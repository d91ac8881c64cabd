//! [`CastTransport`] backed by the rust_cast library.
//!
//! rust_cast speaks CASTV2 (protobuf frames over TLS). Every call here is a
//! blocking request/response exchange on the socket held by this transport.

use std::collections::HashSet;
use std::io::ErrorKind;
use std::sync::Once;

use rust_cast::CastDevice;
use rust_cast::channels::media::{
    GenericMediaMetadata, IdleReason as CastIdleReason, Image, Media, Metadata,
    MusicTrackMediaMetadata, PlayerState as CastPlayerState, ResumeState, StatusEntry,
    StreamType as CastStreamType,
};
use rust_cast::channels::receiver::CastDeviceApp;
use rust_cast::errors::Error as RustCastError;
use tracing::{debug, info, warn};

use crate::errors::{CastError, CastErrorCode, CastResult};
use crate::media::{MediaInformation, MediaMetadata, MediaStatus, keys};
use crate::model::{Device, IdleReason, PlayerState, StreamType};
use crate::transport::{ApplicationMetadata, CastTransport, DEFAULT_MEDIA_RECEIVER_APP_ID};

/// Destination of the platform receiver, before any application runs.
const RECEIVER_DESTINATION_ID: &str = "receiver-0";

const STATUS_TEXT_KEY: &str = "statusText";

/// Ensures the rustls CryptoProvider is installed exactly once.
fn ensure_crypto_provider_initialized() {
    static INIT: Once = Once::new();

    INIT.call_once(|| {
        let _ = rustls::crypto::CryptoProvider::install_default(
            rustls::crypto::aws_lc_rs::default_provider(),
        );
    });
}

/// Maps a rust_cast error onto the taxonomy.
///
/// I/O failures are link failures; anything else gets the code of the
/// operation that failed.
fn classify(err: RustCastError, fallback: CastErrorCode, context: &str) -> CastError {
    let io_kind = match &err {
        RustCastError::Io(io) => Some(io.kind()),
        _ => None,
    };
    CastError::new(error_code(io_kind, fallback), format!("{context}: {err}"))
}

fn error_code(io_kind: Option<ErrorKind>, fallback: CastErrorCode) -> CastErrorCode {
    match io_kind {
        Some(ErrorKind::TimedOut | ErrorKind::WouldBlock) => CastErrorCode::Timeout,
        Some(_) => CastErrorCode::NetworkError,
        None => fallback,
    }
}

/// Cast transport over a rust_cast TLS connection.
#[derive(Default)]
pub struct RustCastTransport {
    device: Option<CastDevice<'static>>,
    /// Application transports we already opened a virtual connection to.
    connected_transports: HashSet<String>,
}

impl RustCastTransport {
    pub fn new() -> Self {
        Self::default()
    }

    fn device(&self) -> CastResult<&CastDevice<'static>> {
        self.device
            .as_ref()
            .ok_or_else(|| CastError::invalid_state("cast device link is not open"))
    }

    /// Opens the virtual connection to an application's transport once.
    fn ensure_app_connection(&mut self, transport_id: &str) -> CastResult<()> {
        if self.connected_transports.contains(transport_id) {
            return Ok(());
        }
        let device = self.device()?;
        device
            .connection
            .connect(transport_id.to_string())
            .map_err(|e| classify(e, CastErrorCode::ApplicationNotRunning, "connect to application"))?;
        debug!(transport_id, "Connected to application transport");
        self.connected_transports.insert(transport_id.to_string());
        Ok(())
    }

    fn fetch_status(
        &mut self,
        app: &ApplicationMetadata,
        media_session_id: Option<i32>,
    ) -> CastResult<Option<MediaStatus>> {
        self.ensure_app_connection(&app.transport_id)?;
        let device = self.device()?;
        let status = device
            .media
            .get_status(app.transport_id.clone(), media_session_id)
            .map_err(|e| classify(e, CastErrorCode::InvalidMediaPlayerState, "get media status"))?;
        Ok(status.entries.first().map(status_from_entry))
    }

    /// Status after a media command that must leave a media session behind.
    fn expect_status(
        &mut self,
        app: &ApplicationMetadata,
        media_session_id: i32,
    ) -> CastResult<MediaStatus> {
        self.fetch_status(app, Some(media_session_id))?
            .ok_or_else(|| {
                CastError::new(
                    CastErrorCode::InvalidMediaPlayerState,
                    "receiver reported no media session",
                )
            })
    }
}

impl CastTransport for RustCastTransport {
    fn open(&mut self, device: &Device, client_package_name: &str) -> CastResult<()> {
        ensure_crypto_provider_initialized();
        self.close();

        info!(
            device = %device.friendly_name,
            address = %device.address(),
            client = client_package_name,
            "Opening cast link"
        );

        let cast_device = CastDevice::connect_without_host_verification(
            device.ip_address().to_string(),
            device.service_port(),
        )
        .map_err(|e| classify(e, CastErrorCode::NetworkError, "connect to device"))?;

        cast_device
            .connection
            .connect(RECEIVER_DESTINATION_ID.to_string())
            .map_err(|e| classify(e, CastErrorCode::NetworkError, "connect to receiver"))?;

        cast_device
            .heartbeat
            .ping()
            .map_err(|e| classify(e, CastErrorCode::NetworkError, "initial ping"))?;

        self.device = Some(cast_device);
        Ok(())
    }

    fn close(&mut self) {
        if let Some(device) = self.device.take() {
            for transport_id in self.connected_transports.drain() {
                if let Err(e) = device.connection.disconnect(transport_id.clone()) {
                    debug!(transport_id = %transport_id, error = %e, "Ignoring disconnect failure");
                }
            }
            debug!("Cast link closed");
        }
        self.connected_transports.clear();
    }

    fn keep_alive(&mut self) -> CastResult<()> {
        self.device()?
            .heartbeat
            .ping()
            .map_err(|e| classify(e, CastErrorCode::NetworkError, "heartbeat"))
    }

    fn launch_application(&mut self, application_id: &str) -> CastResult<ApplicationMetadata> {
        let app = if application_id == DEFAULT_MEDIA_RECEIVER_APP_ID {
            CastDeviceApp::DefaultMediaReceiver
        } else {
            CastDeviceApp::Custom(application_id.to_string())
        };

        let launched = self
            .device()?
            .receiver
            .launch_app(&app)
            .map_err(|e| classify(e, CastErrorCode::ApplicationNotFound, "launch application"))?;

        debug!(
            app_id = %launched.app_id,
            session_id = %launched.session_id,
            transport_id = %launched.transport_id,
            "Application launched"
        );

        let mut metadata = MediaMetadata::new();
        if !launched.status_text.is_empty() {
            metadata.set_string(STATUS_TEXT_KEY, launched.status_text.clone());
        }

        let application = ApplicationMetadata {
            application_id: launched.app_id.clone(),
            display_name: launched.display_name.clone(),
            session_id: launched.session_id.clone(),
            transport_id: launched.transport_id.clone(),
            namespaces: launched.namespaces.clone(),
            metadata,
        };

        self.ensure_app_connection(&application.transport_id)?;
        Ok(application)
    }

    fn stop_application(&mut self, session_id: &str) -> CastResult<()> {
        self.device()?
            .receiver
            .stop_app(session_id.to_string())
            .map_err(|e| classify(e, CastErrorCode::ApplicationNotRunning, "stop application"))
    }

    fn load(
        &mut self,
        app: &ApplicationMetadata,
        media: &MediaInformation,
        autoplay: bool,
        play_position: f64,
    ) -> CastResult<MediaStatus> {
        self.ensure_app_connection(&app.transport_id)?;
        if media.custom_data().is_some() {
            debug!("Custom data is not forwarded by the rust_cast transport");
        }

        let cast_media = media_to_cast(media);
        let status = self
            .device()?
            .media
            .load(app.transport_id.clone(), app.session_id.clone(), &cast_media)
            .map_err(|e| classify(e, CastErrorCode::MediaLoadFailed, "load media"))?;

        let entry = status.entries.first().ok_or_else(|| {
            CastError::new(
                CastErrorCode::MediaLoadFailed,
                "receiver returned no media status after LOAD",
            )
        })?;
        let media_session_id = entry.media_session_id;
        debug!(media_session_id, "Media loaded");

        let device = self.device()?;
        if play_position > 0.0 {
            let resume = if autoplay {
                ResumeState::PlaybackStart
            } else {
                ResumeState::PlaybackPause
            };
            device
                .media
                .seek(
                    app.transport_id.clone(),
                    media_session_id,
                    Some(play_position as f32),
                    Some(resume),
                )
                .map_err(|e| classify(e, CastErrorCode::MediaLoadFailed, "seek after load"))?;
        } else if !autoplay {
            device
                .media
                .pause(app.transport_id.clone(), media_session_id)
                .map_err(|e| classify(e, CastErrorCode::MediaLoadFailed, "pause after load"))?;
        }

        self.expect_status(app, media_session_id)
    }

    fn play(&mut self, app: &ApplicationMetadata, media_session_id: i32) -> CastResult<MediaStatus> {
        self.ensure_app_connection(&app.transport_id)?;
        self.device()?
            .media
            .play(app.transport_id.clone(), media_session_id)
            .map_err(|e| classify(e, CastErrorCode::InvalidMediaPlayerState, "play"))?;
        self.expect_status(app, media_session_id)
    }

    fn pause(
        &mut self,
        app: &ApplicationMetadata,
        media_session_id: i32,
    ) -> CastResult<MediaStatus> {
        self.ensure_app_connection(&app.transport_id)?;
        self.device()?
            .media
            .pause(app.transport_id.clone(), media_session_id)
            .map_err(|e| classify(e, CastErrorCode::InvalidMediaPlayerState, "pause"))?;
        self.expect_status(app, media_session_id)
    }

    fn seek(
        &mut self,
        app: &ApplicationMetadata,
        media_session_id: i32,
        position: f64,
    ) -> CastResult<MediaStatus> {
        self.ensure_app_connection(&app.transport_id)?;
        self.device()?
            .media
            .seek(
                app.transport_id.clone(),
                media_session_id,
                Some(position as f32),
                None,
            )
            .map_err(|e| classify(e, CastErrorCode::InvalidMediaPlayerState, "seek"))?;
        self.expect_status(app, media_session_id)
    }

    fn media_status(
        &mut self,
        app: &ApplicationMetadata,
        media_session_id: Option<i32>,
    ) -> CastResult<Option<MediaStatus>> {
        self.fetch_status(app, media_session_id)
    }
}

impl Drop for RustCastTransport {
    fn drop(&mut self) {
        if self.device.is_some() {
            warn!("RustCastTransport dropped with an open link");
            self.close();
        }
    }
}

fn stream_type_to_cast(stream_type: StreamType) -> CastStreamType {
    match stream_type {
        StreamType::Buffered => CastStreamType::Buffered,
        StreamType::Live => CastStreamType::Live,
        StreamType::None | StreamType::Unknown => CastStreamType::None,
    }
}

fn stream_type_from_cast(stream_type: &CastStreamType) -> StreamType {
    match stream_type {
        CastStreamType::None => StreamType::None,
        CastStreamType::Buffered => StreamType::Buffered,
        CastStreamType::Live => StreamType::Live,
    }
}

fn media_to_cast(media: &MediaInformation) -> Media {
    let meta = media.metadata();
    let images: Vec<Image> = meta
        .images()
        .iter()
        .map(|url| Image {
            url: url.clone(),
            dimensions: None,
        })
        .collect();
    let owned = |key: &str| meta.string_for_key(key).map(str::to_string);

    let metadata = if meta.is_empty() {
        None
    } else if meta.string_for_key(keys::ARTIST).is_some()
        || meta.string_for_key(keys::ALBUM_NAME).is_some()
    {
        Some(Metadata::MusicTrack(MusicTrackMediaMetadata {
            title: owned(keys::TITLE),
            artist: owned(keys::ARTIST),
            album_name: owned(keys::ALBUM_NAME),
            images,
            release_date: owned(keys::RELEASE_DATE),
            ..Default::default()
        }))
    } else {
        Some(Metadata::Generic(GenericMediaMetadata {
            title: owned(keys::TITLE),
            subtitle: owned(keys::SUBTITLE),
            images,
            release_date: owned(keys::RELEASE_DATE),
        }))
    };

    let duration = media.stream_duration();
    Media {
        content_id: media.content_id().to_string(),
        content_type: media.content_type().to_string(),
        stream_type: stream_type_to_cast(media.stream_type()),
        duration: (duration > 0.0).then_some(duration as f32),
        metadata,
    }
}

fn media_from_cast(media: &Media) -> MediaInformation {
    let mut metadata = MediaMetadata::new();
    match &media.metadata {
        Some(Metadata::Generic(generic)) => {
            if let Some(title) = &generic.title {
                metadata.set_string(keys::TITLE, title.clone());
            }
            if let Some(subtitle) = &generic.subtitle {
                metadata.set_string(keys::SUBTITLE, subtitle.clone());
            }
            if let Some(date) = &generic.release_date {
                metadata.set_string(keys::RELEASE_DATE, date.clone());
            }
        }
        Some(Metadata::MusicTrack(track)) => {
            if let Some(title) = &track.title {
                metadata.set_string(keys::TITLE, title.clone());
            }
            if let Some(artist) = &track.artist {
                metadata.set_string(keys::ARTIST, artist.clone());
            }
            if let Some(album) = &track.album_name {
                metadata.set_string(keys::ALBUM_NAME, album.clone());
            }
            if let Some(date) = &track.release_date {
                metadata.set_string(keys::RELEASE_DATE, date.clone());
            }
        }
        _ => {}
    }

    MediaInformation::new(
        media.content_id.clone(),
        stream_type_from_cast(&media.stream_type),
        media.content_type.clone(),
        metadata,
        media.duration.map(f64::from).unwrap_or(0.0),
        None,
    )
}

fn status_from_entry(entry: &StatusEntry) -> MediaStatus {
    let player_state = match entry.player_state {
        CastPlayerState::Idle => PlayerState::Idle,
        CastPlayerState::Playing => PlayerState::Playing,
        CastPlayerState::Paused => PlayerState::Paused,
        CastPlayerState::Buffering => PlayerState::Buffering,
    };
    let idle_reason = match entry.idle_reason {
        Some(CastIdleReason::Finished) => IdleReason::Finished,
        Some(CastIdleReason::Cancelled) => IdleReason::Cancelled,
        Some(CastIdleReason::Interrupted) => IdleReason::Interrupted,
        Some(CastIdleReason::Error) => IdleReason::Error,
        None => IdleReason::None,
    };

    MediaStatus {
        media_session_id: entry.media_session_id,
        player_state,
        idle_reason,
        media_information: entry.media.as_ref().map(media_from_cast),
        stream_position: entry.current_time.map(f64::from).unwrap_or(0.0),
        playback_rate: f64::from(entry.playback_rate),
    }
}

==========

■ The problem ■
Each line that holds the word "warn" should be extracted from the records.

■ Response to the exercise ■
use tracing::{debug, info, warn};
            warn!("RustCastTransport dropped with an open link");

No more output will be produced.